Vernola, a senior music major at the University of Wisconsin-Whitewater, is part of a team of students using culture, art, food and history to demonstrate how to teach international music to elementary students. The assignment, based on the research of that salsa-dancing professor, Alena Holmes, and her colleague Sharri VanAlstine, is to lead students deep into another culture to better understand its music. They see music education as a critical tool in helping students prepare to interact in an international context.
For the assignment, teams delved into different countries. Vernola, who spent a month in Ecuador in the summer of 2014, shared handmade instruments, stories of time spent with native populations, and his impressive ability to salsa. A member of the Poland team painted a picture of the lavish, meatless Christmas Eve feasts of her childhood, served on a tablecloth stuffed with straw. As students presented, others nibbled food from a table set with sweet and savory pierogi, spicy salsa, almond cake from Sweden, and soda bread and tea from Ireland.
Holmes, a native of Belarus whose exuberant salsa hints at her many years on stage as a professional singer, is international-minded by nature, having performed, taught and lived in many countries before joining UW-Whitewater in 2008. Holmes met VanAlstine -- a Minnesota native who has traveled and worked extensively overseas, including annual visits to Ukraine -- when she came to campus in 2011.
Both faculty members want to highlight the tangible things that educators can do to enlighten their students musically, and as their music study informs their worldview.

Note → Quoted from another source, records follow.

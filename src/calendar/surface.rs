//! A mounted calendar: scroll state, gestures, frames and the scene
//!
//! Everything a calendar instance needs is owned here. Input methods only
//! mutate state and schedule work; drawing happens in [`CalendarSurface::run_frame`],
//! so any number of inputs within one frame produce a single draw.

use std::sync::mpsc::{self, Receiver};

use chrono::{DateTime, Local, NaiveDate, TimeZone};

use crate::calendar::hover::HoverOverlay;
use crate::calendar::renderer::{CanvasRenderer, DrawContext, DrawOutcome};
use crate::calendar::scene::Scene;
use crate::services::grid;
use crate::services::inertia::InertiaScrollEngine;
use crate::services::layout_cache::MonthLayoutCache;
use crate::services::resize::{self, ResizeGuard, SurfaceId};
use crate::services::scheduler::FrameQueue;
use crate::services::settings::Settings;
use crate::services::virtual_range::VisibleRange;
use crate::types::{Axis, CalendarError, Point, Result, Size};

/// Input device driving a drag gesture
#[derive(Debug, Clone, Copy, PartialEq, Eq, Hash)]
pub enum GestureSource {
    Mouse,
    Touch,
}

/// Work a surface runs on the next frame
#[derive(Debug, Clone, Copy, PartialEq, Eq)]
pub enum SurfaceTask {
    Redraw,
    Inertia(GestureSource),
}

pub struct CalendarSurface {
    id: SurfaceId,
    settings: Settings,
    cache: MonthLayoutCache,
    renderer: CanvasRenderer,
    scene: Scene,
    hover: HoverOverlay,
    frames: FrameQueue<SurfaceTask>,
    mouse: InertiaScrollEngine,
    touch: InertiaScrollEngine,
    scroll_offset: f64,
    viewport: Size,
    dark: bool,
    today: NaiveDate,
    last_draw: Option<DrawOutcome>,
    draw_count: u64,
    resize: Option<(ResizeGuard, Receiver<Size>)>,
    mounted: bool,
}

impl CalendarSurface {
    pub fn new(settings: Settings) -> Self {
        let friction = settings.inertia.friction;
        Self {
            id: SurfaceId::next(),
            cache: MonthLayoutCache::new(settings.layout),
            renderer: CanvasRenderer::new(settings.layout),
            settings,
            scene: Scene::new(),
            hover: HoverOverlay::new(),
            frames: FrameQueue::new(),
            mouse: InertiaScrollEngine::new(Axis::Vertical, friction),
            touch: InertiaScrollEngine::new(Axis::Vertical, friction),
            scroll_offset: 0.0,
            viewport: Size::default(),
            dark: false,
            today: Local::now().date_naive(),
            last_draw: None,
            draw_count: 0,
            resize: None,
            mounted: false,
        }
    }

    /// Attach to a viewport and show the month containing `initial`
    pub fn mount(&mut self, initial: NaiveDate, viewport: Size) {
        self.viewport = viewport;
        self.mounted = true;
        tracing::info!(
            surface = ?self.id,
            %initial,
            width = viewport.width,
            height = viewport.height,
            "calendar mounted"
        );
        self.scroll_to_date(initial);
    }

    /// Scroll so the month of `date` starts under the header, and draw now
    pub fn scroll_to_date(&mut self, date: NaiveDate) {
        let index = grid::month_index_of(date);
        self.cache.ensure(index + 1);
        let offset = self.cache.offset_of(index);
        tracing::info!(%date, index, offset, "scroll to date");
        self.set_scroll_offset(offset);
        self.frames.take(SurfaceTask::Redraw);
        self.draw();
    }

    /// Set the scroll position; negative and non-finite values clamp to 0.
    /// Hides hover.
    pub fn set_scroll_offset(&mut self, offset: f64) {
        self.scroll_offset = if offset.is_finite() { offset.max(0.0) } else { 0.0 };
        self.hover.hide();
    }

    /// Scroll by `delta` pixels and redraw on the next frame
    pub fn scroll_by(&mut self, delta: f64) {
        self.set_scroll_offset(self.scroll_offset + delta);
        self.request_redraw();
    }

    /// Vertical wheel input, positive scrolls forward in time
    pub fn wheel(&mut self, delta_y: f64) {
        self.scroll_by(delta_y);
    }

    pub fn resize(&mut self, size: Size) {
        if self.viewport != size {
            tracing::debug!(width = size.width, height = size.height, "surface resized");
        }
        self.viewport = size;
        self.request_redraw();
    }

    /// Receive sizes from the thread's resize registry
    pub fn observe_resize(&mut self) {
        let (tx, rx) = mpsc::channel();
        let guard = resize::observe_resize(self.id, move |size| {
            let _ = tx.send(size);
        });
        self.resize = Some((guard, rx));
    }

    /// Apply sizes delivered since the last call; returns whether any arrived
    pub fn poll_resize(&mut self) -> bool {
        let latest = match &self.resize {
            Some((_, rx)) => rx.try_iter().last(),
            None => None,
        };
        match latest {
            Some(size) => {
                self.resize(size);
                true
            }
            None => false,
        }
    }

    pub fn set_dark(&mut self, dark: bool) {
        if self.dark != dark {
            self.dark = dark;
            self.request_redraw();
        }
    }

    pub fn set_today(&mut self, today: NaiveDate) {
        if self.today != today {
            self.today = today;
            self.request_redraw();
        }
    }

    // ========== Gestures ==========

    fn engine_mut(&mut self, source: GestureSource) -> &mut InertiaScrollEngine {
        match source {
            GestureSource::Mouse => &mut self.mouse,
            GestureSource::Touch => &mut self.touch,
        }
    }

    /// Pointer down. Stops every running fling before tracking starts.
    pub fn gesture_start(&mut self, source: GestureSource, position: Point, now: f64) {
        self.mouse.cancel(&mut self.frames);
        self.touch.cancel(&mut self.frames);
        let engine = match source {
            GestureSource::Mouse => &mut self.mouse,
            GestureSource::Touch => &mut self.touch,
        };
        engine.start(position, now, &mut self.frames);
    }

    /// Pointer moved while down; content follows the pointer
    pub fn gesture_move(&mut self, source: GestureSource, position: Point, now: f64) {
        if let Some(delta) = self.engine_mut(source).move_to(position, now) {
            self.scroll_by(-delta);
        }
    }

    /// Pointer released; may start a fling
    pub fn gesture_end(&mut self, source: GestureSource, now: f64) {
        let engine = match source {
            GestureSource::Mouse => &mut self.mouse,
            GestureSource::Touch => &mut self.touch,
        };
        engine.end(now, &mut self.frames, SurfaceTask::Inertia(source));
    }

    pub fn is_dragging(&self) -> bool {
        self.mouse.is_tracking() || self.touch.is_tracking()
    }

    pub fn is_animating(&self) -> bool {
        self.mouse.is_inertial() || self.touch.is_inertial()
    }

    // ========== Hover ==========

    /// Pointer moved without a button; returns the hovered day
    pub fn pointer_hover(&mut self, position: Point) -> Option<NaiveDate> {
        let hit = self
            .scene
            .hit_test(position)
            .and_then(|node| node.day.map(|day| (day, node.shape.bounds())));
        match hit {
            Some((day, bounds)) => {
                self.hover.show(day, bounds);
                Some(day)
            }
            None => {
                self.hover.hide();
                None
            }
        }
    }

    pub fn pointer_leave(&mut self) {
        self.hover.hide();
    }

    // ========== Frames ==========

    pub fn request_redraw(&mut self) {
        self.frames.schedule_once(SurfaceTask::Redraw);
    }

    pub fn has_pending_frame(&self) -> bool {
        self.frames.has_pending()
    }

    /// Run one display frame at time `now` (ms). Fling steps run first so
    /// their movement lands in this frame's draw. Returns whether it drew.
    pub fn run_frame(&mut self, now: f64) -> bool {
        self.poll_resize();
        let mut redraw = false;
        for (handle, task) in self.frames.begin_frame() {
            match task {
                SurfaceTask::Redraw => redraw = true,
                SurfaceTask::Inertia(source) => {
                    let engine = match source {
                        GestureSource::Mouse => &mut self.mouse,
                        GestureSource::Touch => &mut self.touch,
                    };
                    if let Some(delta) = engine.tick(handle, now, &mut self.frames, task) {
                        self.set_scroll_offset(self.scroll_offset - delta);
                        redraw = true;
                    }
                }
            }
        }
        redraw && self.draw()
    }

    fn draw(&mut self) -> bool {
        if !self.mounted {
            return false;
        }
        let ctx = DrawContext {
            viewport: self.viewport,
            dark: self.dark,
            today: self.today,
        };
        let outcome = self
            .renderer
            .draw(&mut self.scene, &mut self.cache, self.scroll_offset, &ctx);
        tracing::trace!(
            start = outcome.range.start,
            end = outcome.range.end,
            nodes = self.scene.len(),
            "calendar drawn"
        );
        self.draw_count += 1;
        self.last_draw = Some(outcome);
        true
    }

    /// Stop all animation, drop scheduled work and the scene
    pub fn destroy(&mut self) {
        if !self.mounted && self.resize.is_none() {
            return;
        }
        self.mouse.destroy(&mut self.frames);
        self.touch.destroy(&mut self.frames);
        self.frames.clear();
        self.scene.destroy_children();
        self.hover.hide();
        self.resize = None;
        self.mounted = false;
        tracing::debug!(surface = ?self.id, "calendar destroyed");
    }

    // ========== Accessors ==========

    pub fn id(&self) -> SurfaceId {
        self.id
    }

    pub fn settings(&self) -> &Settings {
        &self.settings
    }

    pub fn is_mounted(&self) -> bool {
        self.mounted
    }

    pub fn scroll_offset(&self) -> f64 {
        self.scroll_offset
    }

    pub fn viewport(&self) -> Size {
        self.viewport
    }

    pub fn is_dark(&self) -> bool {
        self.dark
    }

    pub fn today(&self) -> NaiveDate {
        self.today
    }

    pub fn scene(&self) -> &Scene {
        &self.scene
    }

    pub fn hover(&self) -> &HoverOverlay {
        &self.hover
    }

    pub fn cache(&self) -> &MonthLayoutCache {
        &self.cache
    }

    pub fn visible_range(&self) -> Option<&VisibleRange> {
        self.last_draw.as_ref().map(|d| &d.range)
    }

    /// Header text of the month currently displayed
    pub fn current_label(&self) -> &str {
        self.last_draw.as_ref().map_or("", |d| d.label.as_str())
    }

    pub fn displayed_month(&self) -> Option<NaiveDate> {
        self.last_draw.as_ref().and_then(|d| d.displayed_month)
    }

    /// Draws performed since construction
    pub fn draw_count(&self) -> u64 {
        self.draw_count
    }
}

impl Drop for CalendarSurface {
    fn drop(&mut self) {
        self.destroy();
    }
}

/// Interpret an initial date: `YYYY-MM-DD`, `YYYY/MM/DD`, RFC 3339, or
/// Unix epoch milliseconds (local date)
pub fn parse_initial_date(input: &str) -> Result<NaiveDate> {
    let input = input.trim();
    for format in ["%Y-%m-%d", "%Y/%m/%d"] {
        if let Ok(date) = NaiveDate::parse_from_str(input, format) {
            return Ok(date);
        }
    }
    if let Ok(datetime) = DateTime::parse_from_rfc3339(input) {
        return Ok(datetime.date_naive());
    }
    if let Ok(millis) = input.parse::<i64>() {
        return date_from_epoch_millis(millis);
    }
    Err(CalendarError::InvalidDate(input.to_string()))
}

/// Local calendar date of a Unix timestamp in milliseconds
pub fn date_from_epoch_millis(millis: i64) -> Result<NaiveDate> {
    Local
        .timestamp_millis_opt(millis)
        .single()
        .map(|dt| dt.date_naive())
        .ok_or_else(|| CalendarError::InvalidDate(millis.to_string()))
}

"It used to be when you did ‘world music' you'd have a piece from China, another from Russia, maybe a piece from South Africa and suddenly everyone's doing ‘Siyahamba,'" VanAlstine said. "The student doesn't gain any understanding and it only confirms any bias of other cultures as too ‘different' and calcifies their approach to nonwestern music."
"In some ways you are doing more harm by not paying respect to the cultural context than if you didn't teach it at all," said Holmes. "Without context, to the student it remains this ‘other' thing, and, if anything, the sense of distance is increased."
Their respective classrooms serve as incubators for an alternative approach and fodder for their research. It's an approach that has cultivated cultural curiosity in students.
One example is Kristina Neumann, who graduated with a bachelor's degree in music in 2011 and now teaches at an elementary school in the North Lake School District. When it was her team's turn to do the assignment, they chose China, and she became excited about the guzheng, a traditional Chinese instrument.
"She researched it thoroughly and did a great presentation on it," Holmes said. "Mind you, here is a student who'd never been outside of Wisconsin or Illinois."
When an opportunity arose to student teach in China, Holmes encouraged Neumann to apply and then found a grant, a Summer Undergraduate Research Fellowship (SURF), to help fund the trip. Neumann ended up teaching in China for nine weeks in the fall of 2012.
"She really immersed herself in the music curriculum and even found there were errors in the Chinese music we'd been using in the U.S.," said Holmes.
Written by Kristine Zaballos
Holmes and VanAlstine, both assistant professors of music at UW-Whitewater, recently published "From I to International: Toward International-Mindedness through Interdisciplinary Music Instruction" in the December 2014 issue of Music Educators Journal. The article describes eight strategies that music educators can use to foster open-mindedness and respect of cultures and people.